Member of the House of Burgesses representing the College of William & Mary
- In office 1761–1765
- Preceded by: Beverley Randolph
- Succeeded by: John Blair Jr.

Personal details
- Born: c. 1718 Rosewell, Gloucester County, Colony of Virginia
- Died: 1778 (aged 59–60)
- Children: 7, including John Page and Mann Page

= Mann Page II =

American lawyer, politician and planter

Mann Page II (c. 1718 - 1778) was an American lawyer, politician and planter from Spotsylvania County, Virginia, who served in the House of Burgesses. His children included 13th Virginia Governor John Page and Virginia delegate to the Continental Congress Mann Page.

==Early life==

Mann was born c. 1718 in Gloucester County, Virginia, the eldest son of Mann Page I, a member of the Virginia Governor's Council, and his second wife, Judith Carter (daughter of King Carter, who also served on that council, also known as the Council of State). His first wife was Alice Grymes Page (daughter of John Grymes), and his second wife was Ann Corbin Tayloe (daughter of John Tayloe I). He was descended from Colonel John Page, who emigrated from Middlesex County in England to Bruton Parish in what was known as Middle Plantation but became Williamsburg in the Colony of Virginia circa 1650.

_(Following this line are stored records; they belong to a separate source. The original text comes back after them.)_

// --- 单元测试 ---

#[cfg(test)]
mod tests {
    use super::*;
    use crate::config::Config;
    use crate::registry::RoomRegistry;
    use crate::AppState;
    use skull_core::CardKind;
    use std::sync::Arc;
    use std::time::Duration;

    fn test_state(config: Config) -> SharedState {
        Arc::new(AppState {
            registry: RoomRegistry::new(),
            config,
        })
    }

    fn channel() -> (mpsc::Sender<ServerMessage>, mpsc::Receiver<ServerMessage>) {
        mpsc::channel(64)
    }

    fn drain(rx: &mut mpsc::Receiver<ServerMessage>) {
        while rx.try_recv().is_ok() {}
    }

    /// 建房并让两名玩家入座，返回各自的通道和上下文
    async fn setup_two_player_room(
        state: &SharedState,
    ) -> (
        String,
        [(mpsc::Sender<ServerMessage>, mpsc::Receiver<ServerMessage>, ConnContext); 2],
    ) {
        let (tx1, mut rx1) = channel();
        let (tx2, rx2) = channel();
        let mut ctx1: ConnContext = None;
        let mut ctx2: ConnContext = None;

        handle_client_message(ClientMessage::CreateRoom, state.clone(), &tx1, &mut ctx1).await;
        let code = match rx1.recv().await.unwrap() {
            ServerMessage::RoomCreated { room_code } => room_code,
            other => panic!("意外的消息: {:?}", other),
        };

        handle_client_message(
            ClientMessage::JoinRoom {
                room_code: code.clone(),
                player_name: "Alice".to_string(),
            },
            state.clone(),
            &tx1,
            &mut ctx1,
        )
        .await;
        handle_client_message(
            ClientMessage::JoinRoom {
                room_code: code.clone(),
                player_name: "Bob".to_string(),
            },
            state.clone(),
            &tx2,
            &mut ctx2,
        )
        .await;

        (code, [(tx1, rx1, ctx1), (tx2, rx2, ctx2)])
    }

    #[tokio::test]
    async fn test_create_and_join_flow() {
        let state = test_state(Config::default());
        let (tx, mut rx) = channel();
        let mut ctx: ConnContext = None;

        handle_client_message(ClientMessage::CreateRoom, state.clone(), &tx, &mut ctx).await;
        let code = match rx.recv().await.unwrap() {
            ServerMessage::RoomCreated { room_code } => room_code,
            other => panic!("意外的消息: {:?}", other),
        };
        assert!(state.registry.exists(&code));
        // 创建房间不等于入座
        assert!(ctx.is_none());

        handle_client_message(
            ClientMessage::JoinRoom {
                room_code: code.clone(),
                player_name: "Alice".to_string(),
            },
            state.clone(),
            &tx,
            &mut ctx,
        )
        .await;

        assert!(matches!(
            rx.recv().await.unwrap(),
            ServerMessage::RoomJoined { .. }
        ));
        assert!(matches!(
            rx.recv().await.unwrap(),
            ServerMessage::PlayerJoined { .. }
        ));
        match rx.recv().await.unwrap() {
            ServerMessage::Snapshot(snap) => assert_eq!(snap.players.len(), 1),
            other => panic!("意外的消息: {:?}", other),
        }
        assert_eq!(ctx.as_ref().map(|(c, _)| c.as_str()), Some(code.as_str()));
    }

    #[tokio::test]
    async fn test_join_unknown_room_is_rejected() {
        let state = test_state(Config::default());
        let (tx, mut rx) = channel();
        let mut ctx: ConnContext = None;

        handle_client_message(
            ClientMessage::JoinRoom {
                room_code: "ZZZZ".to_string(),
                player_name: "Alice".to_string(),
            },
            state.clone(),
            &tx,
            &mut ctx,
        )
        .await;

        match rx.recv().await.unwrap() {
            ServerMessage::Error { code, .. } => assert_eq!(code, "ROOM_NOT_FOUND"),
            other => panic!("意外的消息: {:?}", other),
        }
        assert!(ctx.is_none());
    }

    #[tokio::test]
    async fn test_action_without_room_is_rejected() {
        let state = test_state(Config::default());
        let (tx, mut rx) = channel();
        let mut ctx: ConnContext = None;

        handle_client_message(ClientMessage::Pass, state.clone(), &tx, &mut ctx).await;
        match rx.recv().await.unwrap() {
            ServerMessage::Error { code, .. } => assert_eq!(code, "NOT_IN_ROOM"),
            other => panic!("意外的消息: {:?}", other),
        }
    }

    #[tokio::test]
    async fn test_create_room_while_seated_is_rejected() {
        let state = test_state(Config::default());
        let (_code, [p1, _p2]) = setup_two_player_room(&state).await;
        let (tx1, mut rx1, mut ctx1) = p1;
        drain(&mut rx1);

        handle_client_message(ClientMessage::CreateRoom, state.clone(), &tx1, &mut ctx1).await;
        match rx1.recv().await.unwrap() {
            ServerMessage::Error { code, .. } => assert_eq!(code, "ALREADY_IN_ROOM"),
            other => panic!("意外的消息: {:?}", other),
        }
        // 原来的入座身份不受影响
        assert!(ctx1.is_some());
    }

    #[tokio::test]
    async fn test_rejection_goes_only_to_origin() {
        let state = test_state(Config::default());
        let (_code, [p1, p2]) = setup_two_player_room(&state).await;
        let (_tx1, mut rx1, _ctx1) = p1;
        let (tx2, mut rx2, mut ctx2) = p2;
        drain(&mut rx1);
        drain(&mut rx2);

        // Bob 不是当前行动者，出牌被拒
        handle_client_message(
            ClientMessage::PlaceCard {
                kind: CardKind::Rose,
            },
            state.clone(),
            &tx2,
            &mut ctx2,
        )
        .await;

        match rx2.recv().await.unwrap() {
            ServerMessage::Error { code, .. } => assert_eq!(code, "INVALID_TURN"),
            other => panic!("意外的消息: {:?}", other),
        }
        // 拒绝不广播
        assert!(rx1.try_recv().is_err());
    }

    #[tokio::test]
    async fn test_accepted_action_broadcasts_event_and_snapshot() {
        let state = test_state(Config::default());
        let (_code, [p1, p2]) = setup_two_player_room(&state).await;
        let (tx1, mut rx1, mut ctx1) = p1;
        let (_tx2, mut rx2, _ctx2) = p2;
        drain(&mut rx1);
        drain(&mut rx2);

        handle_client_message(
            ClientMessage::PlaceCard {
                kind: CardKind::Rose,
            },
            state.clone(),
            &tx1,
            &mut ctx1,
        )
        .await;

        for rx in [&mut rx1, &mut rx2] {
            assert!(matches!(
                rx.recv().await.unwrap(),
                ServerMessage::CardPlaced {
                    kind: Some(CardKind::Rose),
                    ..
                }
            ));
            match rx.recv().await.unwrap() {
                ServerMessage::Snapshot(snap) => {
                    assert_eq!(snap.players[0].stack.len(), 1);
                }
                other => panic!("意外的消息: {:?}", other),
            }
        }
    }

    #[tokio::test]
    async fn test_redacted_snapshots_hide_others_cards() {
        let mut config = Config::default();
        config.redact_snapshots = true;
        let state = test_state(config);

        let (_code, [p1, p2]) = setup_two_player_room(&state).await;
        let (tx1, mut rx1, mut ctx1) = p1;
        let (_tx2, mut rx2, _ctx2) = p2;
        drain(&mut rx1);
        drain(&mut rx2);

        handle_client_message(
            ClientMessage::PlaceCard {
                kind: CardKind::Rose,
            },
            state.clone(),
            &tx1,
            &mut ctx1,
        )
        .await;

        // 出牌人自己能看到牌的种类
        assert!(matches!(
            rx1.recv().await.unwrap(),
            ServerMessage::CardPlaced {
                kind: Some(CardKind::Rose),
                ..
            }
        ));
        // Bob 收到的出牌事件和快照里，Alice 面朝下的牌都被隐藏
        assert!(matches!(
            rx2.recv().await.unwrap(),
            ServerMessage::CardPlaced { kind: None, .. }
        ));
        match rx2.recv().await.unwrap() {
            ServerMessage::Snapshot(snap) => {
                assert_eq!(snap.players[0].stack[0].kind, None);
            }
            other => panic!("意外的消息: {:?}", other),
        }
    }

    #[tokio::test]
    async fn test_leave_removes_empty_room_immediately() {
        let state = test_state(Config::default());
        let (code, [p1, p2]) = setup_two_player_room(&state).await;
        let (tx1, mut rx1, mut ctx1) = p1;
        let (tx2, mut rx2, mut ctx2) = p2;
        drain(&mut rx1);
        drain(&mut rx2);

        handle_client_message(ClientMessage::LeaveRoom, state.clone(), &tx1, &mut ctx1).await;
        assert!(ctx1.is_none());
        // 离开者收不到自己的离场广播，留下的人收得到
        assert!(rx1.try_recv().is_err());
        assert!(matches!(
            rx2.recv().await.unwrap(),
            ServerMessage::PlayerLeft { .. }
        ));
        assert!(state.registry.exists(&code));

        handle_client_message(ClientMessage::LeaveRoom, state.clone(), &tx2, &mut ctx2).await;
        // 最后一人离开后房间立即移除
        assert!(!state.registry.exists(&code));
    }

    #[tokio::test(start_paused = true)]
    async fn test_cleanup_removes_room_after_grace() {
        let mut config = Config::default();
        config.grace = Duration::from_secs(60);
        let state = test_state(config);

        let (code, room) = state.registry.create();
        let player_id = Uuid::new_v4();
        {
            let mut gs = room.state.lock();
            gs.join(player_id, "Alice").unwrap();
            gs.set_connected(player_id, false);
        }

        let handle = schedule_cleanup(state.clone(), code.clone());
        handle.await.unwrap();
        assert!(!state.registry.exists(&code));
    }

    #[tokio::test(start_paused = true)]
    async fn test_cleanup_recheck_spares_room_on_reconnect() {
        let state = test_state(Config::default());

        let (code, room) = state.registry.create();
        let player_id = Uuid::new_v4();
        {
            let mut gs = room.state.lock();
            gs.join(player_id, "Alice").unwrap();
            gs.set_connected(player_id, false);
        }

        let handle = schedule_cleanup(state.clone(), code.clone());
        // 宽限期内有人回来了：到期复查后本次回收作废
        room.state.lock().set_connected(player_id, true);
        handle.await.unwrap();
        assert!(state.registry.exists(&code));
    }

    #[tokio::test(start_paused = true)]
    async fn test_unjoined_room_collected_after_grace() {
        let state = test_state(Config::default());
        let (tx, mut rx) = channel();
        let mut ctx: ConnContext = None;

        handle_client_message(ClientMessage::CreateRoom, state.clone(), &tx, &mut ctx).await;
        let code = match rx.recv().await.unwrap() {
            ServerMessage::RoomCreated { room_code } => room_code,
            other => panic!("意外的消息: {:?}", other),
        };
        assert!(state.registry.exists(&code));

        // 建好后一直没有人入座，宽限期后房间被回收
        tokio::time::sleep(state.config.grace + Duration::from_secs(1)).await;
        assert!(!state.registry.exists(&code));
    }

    #[tokio::test(start_paused = true)]
    async fn test_unjoined_room_spared_after_first_join() {
        let state = test_state(Config::default());
        let (tx, mut rx) = channel();
        let mut ctx: ConnContext = None;

        handle_client_message(ClientMessage::CreateRoom, state.clone(), &tx, &mut ctx).await;
        let code = match rx.recv().await.unwrap() {
            ServerMessage::RoomCreated { room_code } => room_code,
            other => panic!("意外的消息: {:?}", other),
        };

        handle_client_message(
            ClientMessage::JoinRoom {
                room_code: code.clone(),
                player_name: "Alice".to_string(),
            },
            state.clone(),
            &tx,
            &mut ctx,
        )
        .await;

        // 到期复查时房间里已经有在线玩家，本次回收作废
        tokio::time::sleep(state.config.grace + Duration::from_secs(1)).await;
        assert!(state.registry.exists(&code));
    }
}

Page attended Eton College and the University of Oxford in England, and later attended the College of William & Mary, where he was a classmate and friend of Thomas Jefferson.

==Career and death==
After his father's death, Page supervised completion of the Rosewell plantation mansion. Page sold off a significant portion of his vast land holdings to fund its completion. Page served in the Virginia legislature representing the College of William & Mary in the House of Burgesses in the 1760s. He served on the committee on Privileges and Elections, and the committee on Propositions and Grievances. Mann died in 1778.